The light bounced off his immaculate bonce
as the Sombre Sage turned to say,
“Think Modes for Night, and Corporate Chuggers
– Harlots cashing in on another
National Awareness Day.”
Now came women who were thin,
with nails as long and sharp as knives,
prodding those mothers and wives,
whose bodies and lives
had long gone pear-shaped,
into suits of tautened skin.
Then came white-coated surgeons who,
with sinew-thread and sharp bone needles too,
laced them up and sewed them in
to their exemplary thinner lives.
But it was all too much,
for these to start afresh.
The women burst straight out again
and quivered ashamed
in their heaps of wobbling flesh.
But before I turned to flee that place
I saw each woman’s rueful smile
and heard each heavy sigh
before she filled her mouth again
with what looked like awful pie.
That Tall Shade, who’d stayed at my elbow still,
beckoned me on to a large cool store.
(Was everything in the Mall of Hole so chilled?)
A crowd pulsed at the beat-and-light-throbbed doors,
kept back by thick-necked guards
my Trick-Cyclist ignored.
I’d never seen him ride – a true push-bike?
Or his psychepompic gears and wheels?
Had I become this psychic’s side-kick?
How much of this was real?
He dinged the bell upon his bicycle
and somehow all fell still
as if he’d stopped the world itself
and all its frenzied din.
At once, the crowd had thinned – each body become a ghost.

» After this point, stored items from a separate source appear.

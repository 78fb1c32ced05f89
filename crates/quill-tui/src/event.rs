//! Terminal event handling.

use crossterm::event::{
    self, Event, KeyCode, KeyEvent, KeyEventKind, KeyModifiers, MouseButton, MouseEventKind,
};
use quill_core::Key;
use std::time::Duration;

/// Pointer actions the composer cares about.
#[derive(Debug, Clone, Copy, PartialEq, Eq)]
pub enum MouseAction {
    Down,
    Moved,
}

/// Terminal event types.
#[derive(Debug)]
pub enum TermEvent {
    /// A key was pressed.
    Key(KeyEvent),
    /// Bracketed paste.
    Paste(String),
    /// Left button press or pointer movement.
    Mouse {
        action: MouseAction,
        column: u16,
        row: u16,
    },
    /// Mouse scroll.
    MouseScroll(i16),
    FocusLost,
    /// Terminal was resized.
    Resize(u16, u16),
    /// No event (tick).
    Tick,
}

/// Poll for terminal events with a timeout.
pub fn poll_event(timeout: Duration) -> std::io::Result<TermEvent> {
    if !event::poll(timeout)? {
        return Ok(TermEvent::Tick);
    }
    let ev = match event::read()? {
        Event::Key(key) if key.kind != KeyEventKind::Release => TermEvent::Key(key),
        Event::Paste(text) => TermEvent::Paste(text),
        Event::Mouse(mouse) => match mouse.kind {
            MouseEventKind::ScrollUp => TermEvent::MouseScroll(-3),
            MouseEventKind::ScrollDown => TermEvent::MouseScroll(3),
            MouseEventKind::Down(MouseButton::Left) => TermEvent::Mouse {
                action: MouseAction::Down,
                column: mouse.column,
                row: mouse.row,
            },
            MouseEventKind::Moved => TermEvent::Mouse {
                action: MouseAction::Moved,
                column: mouse.column,
                row: mouse.row,
            },
            _ => TermEvent::Tick,
        },
        Event::FocusLost => TermEvent::FocusLost,
        Event::Resize(w, h) => TermEvent::Resize(w, h),
        _ => TermEvent::Tick,
    };
    Ok(ev)
}

/// Check if a key event is Ctrl+C.
pub fn is_quit(key: &KeyEvent) -> bool {
    key.code == KeyCode::Char('c') && key.modifiers.contains(KeyModifiers::CONTROL)
}

/// Translate a terminal key into an editor key. Control and Alt chords
/// are left to the app.
pub fn to_input_key(key: &KeyEvent) -> Option<Key> {
    let chord = key
        .modifiers
        .intersects(KeyModifiers::CONTROL | KeyModifiers::ALT);
    let mapped = match key.code {
        KeyCode::Enter if key.modifiers.intersects(KeyModifiers::SHIFT | KeyModifiers::ALT) => {
            Key::ShiftEnter
        }
        KeyCode::Enter => Key::Enter,
        KeyCode::Char('j') if key.modifiers.contains(KeyModifiers::CONTROL) => Key::ShiftEnter,
        KeyCode::Char(_) if chord => return None,
        KeyCode::Char(c) => Key::Char(c),
        KeyCode::Backspace => Key::Backspace,
        KeyCode::Delete => Key::Delete,
        KeyCode::Esc => Key::Escape,
        KeyCode::Up => Key::Up,
        KeyCode::Down => Key::Down,
        KeyCode::Left => Key::Left,
        KeyCode::Right => Key::Right,
        KeyCode::Home => Key::Home,
        KeyCode::End => Key::End,
        _ => return None,
    };
    Some(mapped)
}

#[cfg(test)]
mod tests {
    use super::*;

    fn key(code: KeyCode, modifiers: KeyModifiers) -> KeyEvent {
        KeyEvent::new(code, modifiers)
    }

    #[test]
    fn test_quit_chord() {
        assert!(is_quit(&key(KeyCode::Char('c'), KeyModifiers::CONTROL)));
        assert!(!is_quit(&key(KeyCode::Char('c'), KeyModifiers::NONE)));
    }

    #[test]
    fn test_key_mapping() {
        assert_eq!(
            to_input_key(&key(KeyCode::Char('@'), KeyModifiers::SHIFT)),
            Some(Key::Char('@'))
        );
        assert_eq!(
            to_input_key(&key(KeyCode::Enter, KeyModifiers::SHIFT)),
            Some(Key::ShiftEnter)
        );
        assert_eq!(
            to_input_key(&key(KeyCode::Char('j'), KeyModifiers::CONTROL)),
            Some(Key::ShiftEnter)
        );
        assert_eq!(to_input_key(&key(KeyCode::Enter, KeyModifiers::NONE)), Some(Key::Enter));
        assert_eq!(to_input_key(&key(KeyCode::Char('a'), KeyModifiers::CONTROL)), None);
        assert_eq!(to_input_key(&key(KeyCode::F(2), KeyModifiers::NONE)), None);
    }
}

I followed in his wake as he steered his barque-like bike
through the insubstantial host…
(O handlebars for bows! O sneer of cold command!
As if we were the only righteous there,
and passing through the drowned and damned.)

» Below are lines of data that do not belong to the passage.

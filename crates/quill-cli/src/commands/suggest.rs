use quill_core::{Config, SuggestionRequest, Trigger};
use std::path::Path;

/// Answer one request and print the suggestions as JSON.
pub async fn run(config: &Config, workspace: &Path, trigger: char, query: &str) -> anyhow::Result<()> {
    let trigger = Trigger::from_char(trigger)
        .ok_or_else(|| anyhow::anyhow!("Unknown trigger: {trigger}. Available: @, #"))?;
    let registry = super::build_registry(config, workspace);
    let suggestions = registry
        .suggest(&SuggestionRequest::new(trigger, query))
        .await
        .map_err(|e| anyhow::anyhow!("{e}"))?;
    println!("{}", serde_json::to_string_pretty(&suggestions)?);
    Ok(())
}
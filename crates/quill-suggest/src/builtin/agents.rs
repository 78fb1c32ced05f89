//! Agent source: named agents for `@` mentions.

use crate::error::SuggestError;
use crate::score::similarity;
use crate::traits::SuggestionSource;
use async_trait::async_trait;
use quill_core::{AgentEntry, Suggestion, Trigger};

const MIN_SCORE: f64 = 0.2;

pub struct AgentSource {
    agents: Vec<AgentEntry>,
    limit: usize,
}

impl AgentSource {
    pub fn new(agents: Vec<AgentEntry>, limit: usize) -> Self {
        Self { agents, limit }
    }

    fn to_suggestion(agent: &AgentEntry) -> Suggestion {
        Suggestion::new(agent.name.clone(), agent.name.clone())
            .with_kind("agent")
            .with_description(agent.description.clone())
    }

    /// Match quality of `name` against `query`.
    fn score(name: &str, query: &str) -> f64 {
        let name = name.to_lowercase();
        let query = query.to_lowercase();
        if name == query {
            1.0
        } else if name.starts_with(&query) {
            0.9
        } else if name.contains(&query) {
            0.7
        } else {
            similarity(&name, &query)
        }
    }

    /// Ranked matches for `query`. An empty query lists every agent.
    pub fn matches(&self, query: &str) -> Vec<Suggestion> {
        if query.is_empty() {
            return self.agents.iter().map(Self::to_suggestion).collect();
        }
        let mut scored: Vec<(&AgentEntry, f64)> = self
            .agents
            .iter()
            .map(|agent| (agent, Self::score(&agent.name, query)))
            .collect();
        scored.sort_by(|a, b| {
            b.1.total_cmp(&a.1)
                .then_with(|| a.0.name.len().cmp(&b.0.name.len()))
        });
        scored
            .into_iter()
            .take(self.limit)
            .filter(|(_, score)| *score > MIN_SCORE)
            .map(|(agent, _)| Self::to_suggestion(agent))
            .collect()
    }
}

#[async_trait]
impl SuggestionSource for AgentSource {
    fn name(&self) -> &str {
        "agents"
    }

    fn trigger(&self) -> Trigger {
        Trigger::Mention
    }

    async fn suggest(&self, query: &str) -> Result<Vec<Suggestion>, SuggestError> {
        Ok(self.matches(query))
    }
}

My Pale Companion led me in
and all was still that had been loud.
He leaned upon his Bike and said,
“Behold the Cut-Price Crowd!”
And here were tens of thousands of animatronications
and other curiously-wrought mechanical fascinations
labelled Pnid and Pnod and Tablets of God,
Pnipple and Pnapple, Eggsbox and Krapple,
and through each shiny thing my fingers went
as if it were not there,
but at my touch each shiny thing
darkened and turned to air.
My Guide now tintinabulated his bell,
and his knowing campanology
brought the crowd to most commotious life.
The Aisles were thronged with eyeless folk:
each face was set with screens
in holes on either side the nose,
where bright eyes should have been.
And each tapped sightlessly
with dextrous thumbs upon a pad,
cursing the local connectivity,
which all agreed was sad.
I heard the tinny leak from where
the buds and plugs had sealed
perhaps their souls up with their ears.
And the Aisles were full of noises
as distressed girls and sullen boys,
queued to exchange their gew-gaws
for newer, shinier toys.
And the Aisles were full of noises:
strange dragonflies buzzed through this chilled place.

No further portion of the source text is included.